If you are looking for detailed logging information about your parameters, turn on DEBUG level logging for this interceptor. A detailed log of all the parameter keys and values will be reported.

Since XWork 2.0.2, this interceptor extends MethodFilterInterceptor, therefore being able to deal with excludeMethods/includeMethods parameters. See Default Workflow Interceptor for documentation and examples on how to use this feature.

For more information on ways to restrict the parameter names allowed, see the ParameterNameAware javadocs.


Excluding parameters

This interceptor can be forced to ignore parameters, by setting its excludeParams attribute. This attribute accepts a comma separated list of regular expressions. When any of these expressions match the name of a parameter, such parameter will be ignored by the interceptor. Interceptor stacks defined by Struts already exclude some parameters:

Default List of Parameters Excluded


Below is an example of adding a parameter named submit to the list of parameters that should be excluded.

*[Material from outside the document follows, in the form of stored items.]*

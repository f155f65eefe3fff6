//! Marquee CLI Library
//!
//! Headless front end for the playback engine. The binary lives in
//! `main.rs`; configuration loading is exposed here for testing.

pub mod settings;

pub use settings::Settings;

Setup Interceptor Stack To Exclude submit Parameter

  <interceptor-stack name="appDefault">
    <interceptor-ref name="defaultStack">
       <param name="exception.logEnabled">true</param>
       <param name="exception.logLevel">ERROR</param>
       <param name="params.excludeParams">dojo..*,^struts..*,^session..*,^request..*,^application..*,^servlet(Request|Response)..*,parameters...*,submit</param>

<default-interceptor-ref name="appDefault" />

Extending the Interceptor

The best way to add behavior to this interceptor is to utilize the ParameterNameAware interface in your actions. However, if you wish to apply a global rule that isn’t implemented in your action, then you could extend this interceptor and override the #acceptableName(String) method.

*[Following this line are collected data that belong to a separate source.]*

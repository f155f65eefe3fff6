//! Marquee - headless player for protected playlists and slideshows
use anyhow::Context;
use clap::{Args, Parser, Subcommand};
use marquee_core::{Catalog, ContentId};
use marquee_playback::{
    AccessState, Collaborators, EngineEvent, EngineRuntime, RuntimeEvent, SimulatedChannel,
};
use marquee_cli::Settings;
use std::path::PathBuf;
use std::sync::Arc;
use std::time::Duration;
use tokio::sync::broadcast::error::RecvError;
use tracing_subscriber::{layer::SubscriberExt, util::SubscriberInitExt};

#[derive(Parser)]
#[command(name = "marquee")]
#[command(about = "Headless player for protected playlists and slideshows", long_about = None)]
struct Cli {
    /// Configuration file path
    #[arg(short, long, global = true)]
    config: Option<PathBuf>,

    /// Catalog JSON file (overrides the configured one)
    #[arg(long, global = true)]
    catalog: Option<PathBuf>,

    #[command(subcommand)]
    command: Commands,
}

#[derive(Subcommand)]
enum Commands {
    /// Mount a player on one content item and print its events
    Play(PlayArgs),
    /// List the catalog contents
    Inspect,
    /// Print the effective configuration
    Config,
}

#[derive(Args)]
struct PlayArgs {
    /// Content id to mount
    content: String,

    /// Activation code for protected content
    #[arg(long, conflicts_with = "preview")]
    code: Option<String>,

    /// Start an anonymous preview instead of unlocking
    #[arg(long)]
    preview: bool,

    /// Preview length in seconds (defaults to the configured length)
    #[arg(long, requires = "preview")]
    preview_seconds: Option<u32>,

    /// Start playlist playback as soon as the first track has loaded
    #[arg(long)]
    autoplay: bool,

    /// Stop after this many seconds
    #[arg(long, default_value_t = 30)]
    seconds: u64,
}

#[tokio::main]
async fn main() -> anyhow::Result<()> {
    // Initialize tracing
    tracing_subscriber::registry()
        .with(
            tracing_subscriber::EnvFilter::try_from_default_env()
                .unwrap_or_else(|_| "marquee_cli=info,marquee_playback=info".into()),
        )
        .with(tracing_subscriber::fmt::layer().with_writer(std::io::stderr))
        .init();

    let cli = Cli::parse();

    let mut settings = Settings::load(cli.config.as_deref())?;
    if let Some(catalog) = cli.catalog {
        settings.catalog = catalog;
    }

    match cli.command {
        Commands::Play(args) => play(settings, args).await?,
        Commands::Inspect => inspect(&settings)?,
        Commands::Config => {
            println!("{}", serde_json::to_string_pretty(&settings)?);
        }
    }

    Ok(())
}

fn load_catalog(settings: &Settings) -> anyhow::Result<Catalog> {
    Catalog::load(&settings.catalog)
        .with_context(|| format!("Failed to load catalog {}", settings.catalog.display()))
}

async fn play(mut settings: Settings, args: PlayArgs) -> anyhow::Result<()> {
    if args.autoplay {
        settings.engine.playlist_autoplay = true;
    }

    let catalog = Arc::new(load_catalog(&settings)?);
    let (engine, task) = EngineRuntime::start(
        settings.engine.clone(),
        Box::new(SimulatedChannel::new()),
        Collaborators::shared(catalog),
    );
    let mut events = engine.subscribe();

    let view = engine.mount(&ContentId::new(args.content.as_str())).await?;
    let state = engine.evaluate(view).await?;
    tracing::info!(%view, content = %args.content, ?state, "Player mounted");

    if state == AccessState::Locked {
        if let Some(code) = &args.code {
            engine.submit_code(view, code).await?;
        } else if args.preview {
            engine.start_preview(view, args.preview_seconds).await?;
        } else {
            tracing::warn!("Content is protected; pass --code or --preview");
        }
    }

    let deadline = tokio::time::sleep(Duration::from_secs(args.seconds));
    tokio::pin!(deadline);

    loop {
        tokio::select! {
            () = &mut deadline => break,
            _ = tokio::signal::ctrl_c() => {
                tracing::info!("Interrupted");
                break;
            }
            received = events.recv() => match received {
                Ok(event) => {
                    println!("{}", serde_json::to_string(&event)?);
                    if is_terminal(&event) {
                        break;
                    }
                }
                Err(RecvError::Lagged(skipped)) => {
                    tracing::warn!(skipped, "Event stream lagged");
                }
                Err(RecvError::Closed) => break,
            }
        }
    }

    let snapshot = engine.snapshot(view).await?;
    println!("{}", serde_json::to_string_pretty(&snapshot)?);

    engine.unmount(view).await?;
    engine.shutdown().await?;
    task.await?;

    Ok(())
}

/// Events after which nothing more happens without user input
fn is_terminal(event: &RuntimeEvent) -> bool {
    matches!(
        event.event,
        EngineEvent::PreviewExpired { .. }
            | EngineEvent::AccessStateChanged {
                state: AccessState::Denied,
                ..
            }
    )
}

fn inspect(settings: &Settings) -> anyhow::Result<()> {
    let catalog = load_catalog(settings)?;

    println!("Catalog: {}", settings.catalog.display());
    for item in &catalog.items {
        let codes = catalog
            .activation_codes
            .get(&item.id)
            .map_or(0, Vec::len);
        println!(
            "  {} - {} ({:?}, {} entries, {})",
            item.id,
            item.title,
            item.kind(),
            item.len(),
            if item.is_protected {
                format!("protected, {codes} codes")
            } else {
                "public".to_string()
            }
        );
    }

    Ok(())
}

Using ParameterNameAware could be dangerous as ParameterNameAware#acceptableParameterName(String) takes precedence over ParametersInterceptor which means if ParametersInterceptor excluded given parameter name you can accept it with ParameterNameAware#acceptableParameterName(String).

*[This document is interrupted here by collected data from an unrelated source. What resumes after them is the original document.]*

impl EngineRuntime {
    /// Spawn the loop on the current tokio runtime
    ///
    /// `channel` becomes the one playback channel every view shares.
    pub fn start(
        config: EngineConfig,
        channel: Box<dyn AudioChannel>,
        collaborators: Collaborators,
    ) -> (EngineHandle, JoinHandle<()>) {
        let (commands_tx, commands_rx) = mpsc::channel(COMMAND_BUFFER);
        let (events, _) = broadcast::channel(config.event_buffer.max(1));
        let (completions_tx, completions_rx) = mpsc::unbounded_channel();

        let handle = EngineHandle {
            commands: commands_tx,
            events: events.clone(),
            repository: Arc::clone(&collaborators.repository),
        };

        let runtime = Self {
            config,
            resource: PlaybackResource::new(channel),
            players: BTreeMap::new(),
            sync: StatusSync::new(),
            collaborators,
            next_view: 1,
            commands: commands_rx,
            completions_tx,
            completions_rx,
            events,
        };

        let task = tokio::spawn(runtime.run());
        (handle, task)
    }

    async fn run(mut self) {
        info!(
            preview_seconds = self.config.preview_seconds,
            tick_ms = self.config.tick_resolution_ms,
            "Engine runtime started"
        );

        let resolution = self.config.tick_resolution().max(Duration::from_millis(1));
        let mut heartbeat = tokio::time::interval(resolution);
        heartbeat.set_missed_tick_behavior(MissedTickBehavior::Delay);
        let mut last_beat = Instant::now();

        loop {
            tokio::select! {
                command = self.commands.recv() => match command {
                    Some(Command::Shutdown) | None => break,
                    Some(command) => self.handle_command(command),
                },

                Some(completion) = self.completions_rx.recv() => {
                    self.handle_completion(completion);
                }

                now = heartbeat.tick() => {
                    let elapsed = now.saturating_duration_since(last_beat);
                    last_beat = now;
                    self.on_heartbeat(elapsed);
                }
            }
            self.settle();
        }

        self.shutdown();
    }

    fn handle_command(&mut self, command: Command) {
        match command {
            Command::Mount { content, reply } => {
                let view = ViewId(self.next_view);
                self.next_view += 1;
                info!(%view, content = %content.id, kind = ?content.kind(), "Player mounted");
                self.players
                    .insert(view, ContentPlayer::new(content, self.config.clone()));
                let _ = reply.send(view);
            }
            Command::Evaluate { view, reply } => {
                let _ = reply.send(self.with_player(view, |p, r| Ok(p.evaluate(r))));
            }
            Command::SetCodeInput { view, input, reply } => {
                let _ = reply.send(self.with_player(view, |p, _| {
                    p.set_code_input(input);
                    Ok(())
                }));
            }
            Command::SubmitCode { view, code, reply } => {
                let started = self.with_player(view, |p, _| {
                    let (ticket, code) = p.begin_code_submission(&code)?;
                    Ok((ticket, code, p.content().id.clone()))
                });
                let _ = reply.send(started.map(|(ticket, code, content_id)| {
                    self.spawn_validation(view, ticket, code, content_id);
                }));
            }
            Command::DismissDenial { view, reply } => {
                let _ = reply.send(self.with_player(view, |p, _| {
                    p.dismiss_denial();
                    Ok(())
                }));
            }
            Command::StartPreview {
                view,
                seconds,
                reply,
            } => {
                let _ = reply.send(self.with_player(view, |p, r| Ok(p.start_preview(seconds, r)?)));
            }
            Command::CancelPreview { view, reply } => {
                let _ = reply.send(self.with_player(view, |p, r| Ok(p.cancel_preview(r)?)));
            }
            Command::TogglePlayPause { view, reply } => {
                let _ = reply.send(self.with_player(view, |p, r| Ok(p.toggle_play_pause(r)?)));
            }
            Command::Navigate {
                view,
                direction,
                reply,
            } => {
                let _ = reply.send(self.with_player(view, |p, r| Ok(p.navigate(direction, r)?)));
            }
            Command::SkipTo { view, index, reply } => {
                let _ = reply.send(self.with_player(view, |p, r| Ok(p.skip_to(index, r)?)));
            }
            Command::Seek {
                view,
                target,
                reply,
            } => {
                let _ = reply.send(self.with_player(view, |p, r| Ok(p.seek(target, r)?)));
            }
            Command::SetAutoplay {
                view,
                enabled,
                reply,
            } => {
                let _ = reply.send(self.with_player(view, |p, _| Ok(p.set_autoplay(enabled)?)));
            }
            Command::Snapshot { view, reply } => {
                let _ = reply.send(self.with_player(view, |p, _| Ok(p.snapshot())));
            }
            Command::Unmount { view, reply } => {
                let _ = reply.send(self.unmount(view));
            }
            Command::PushStatus(update) => self.route_status(&update),
            Command::Shutdown => {}
        }
    }

    fn handle_completion(&mut self, completion: Completion) {
        match completion {
            Completion::Validation {
                view,
                ticket,
                outcome,
            } => match self.players.get_mut(&view) {
                Some(player) => {
                    player.complete_code_submission(ticket, outcome, &mut self.resource);
                }
                None => debug!(%view, "Validation finished for unmounted view, dropping"),
            },
            Completion::Resolution {
                view,
                request,
                outcome,
            } => match self.players.get_mut(&view) {
                Some(player) => {
                    player.apply_resolution(&request, outcome, &mut self.resource);
                }
                None => debug!(%view, "Resolution finished for unmounted view, dropping"),
            },
        }
    }

    fn on_heartbeat(&mut self, elapsed: Duration) {
        for player in self.players.values_mut() {
            player.advance_clock(elapsed, &mut self.resource);
        }
        for update in self.resource.poll_status(elapsed) {
            self.route_status(&update);
        }
    }

    fn route_status(&mut self, update: &StatusUpdate) {
        let recipient = self
            .players
            .values_mut()
            .find(|player| player.active_session() == Some(update.ticket.session));
        match recipient {
            Some(player) => {
                player.deliver_status(update, &mut self.sync, &mut self.resource);
            }
            None => self.sync.discard(update),
        }
    }

    /// Post-turn bookkeeping: stand down losers, start lookups, publish events
    fn settle(&mut self) {
        let owner = self.resource.owner();
        for player in self.players.values_mut() {
            if player.holds_channel() && player.active_session() != owner {
                player.notify_superseded();
            }
        }

        for (&view, player) in &mut self.players {
            if let Some(request) = player.take_pending_resolution() {
                let resolver = Arc::clone(&self.collaborators.resolver);
                let completions = self.completions_tx.clone();
                tokio::spawn(async move {
                    let outcome = resolver.resolve(&request.track_id).await;
                    let _ = completions.send(Completion::Resolution {
                        view,
                        request,
                        outcome,
                    });
                });
            }
            publish(&self.events, view, player.drain_events());
        }
    }

    fn spawn_validation(&self, view: ViewId, ticket: ValidationTicket, code: String, content_id: ContentId) {
        let validator = Arc::clone(&self.collaborators.validator);
        let completions = self.completions_tx.clone();
        tokio::spawn(async move {
            let outcome = validator.validate(&code, &content_id).await;
            let _ = completions.send(Completion::Validation {
                view,
                ticket,
                outcome,
            });
        });
    }

    fn with_player<T>(
        &mut self,
        view: ViewId,
        op: impl FnOnce(&mut ContentPlayer, &mut PlaybackResource) -> Result<T, EngineError>,
    ) -> Result<T, EngineError> {
        let player = self
            .players
            .get_mut(&view)
            .ok_or(EngineError::ViewNotFound(view.0))?;
        op(player, &mut self.resource)
    }

    fn unmount(&mut self, view: ViewId) -> Result<(), EngineError> {
        let mut player = self
            .players
            .remove(&view)
            .ok_or(EngineError::ViewNotFound(view.0))?;
        player.unmount(&mut self.resource);
        publish(&self.events, view, player.drain_events());
        info!(%view, "Player unmounted");
        Ok(())
    }

    fn shutdown(&mut self) {
        let views: Vec<ViewId> = self.players.keys().copied().collect();
        for view in views {
            let _ = self.unmount(view);
        }
        info!(
            applied = self.sync.applied(),
            discarded = self.sync.discarded(),
            "Engine runtime stopped"
        );
    }
}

The best idea is to define very tight restrictions with ParametersInterceptor and relax them per action with ParameterNameAware#acceptableParameterName(String)

Warning on missing parameters

When there is no setter for given parameter name, a warning message like below will be logged in devMode:

SEVERE: Developer Notification (set struts.devMode to false to disable this message):
Unexpected Exception caught setting 'search' on 'class demo.ItemSearchAction: Error setting expression 'search' with value ['search', ]
Error setting expression 'search' with value ['search', ] - [unknown location]
    at com.opensymphony.xwork2.ognl.OgnlValueStack.handleRuntimeException(
    at com.opensymphony.xwork2.ognl.OgnlValueStack.setValue(
    at com.opensymphony.xwork2.ognl.OgnlValueStack.setParameter(

Thus is expected behaviour to allow developer to spot missing setter or typo in either parameter name or setter.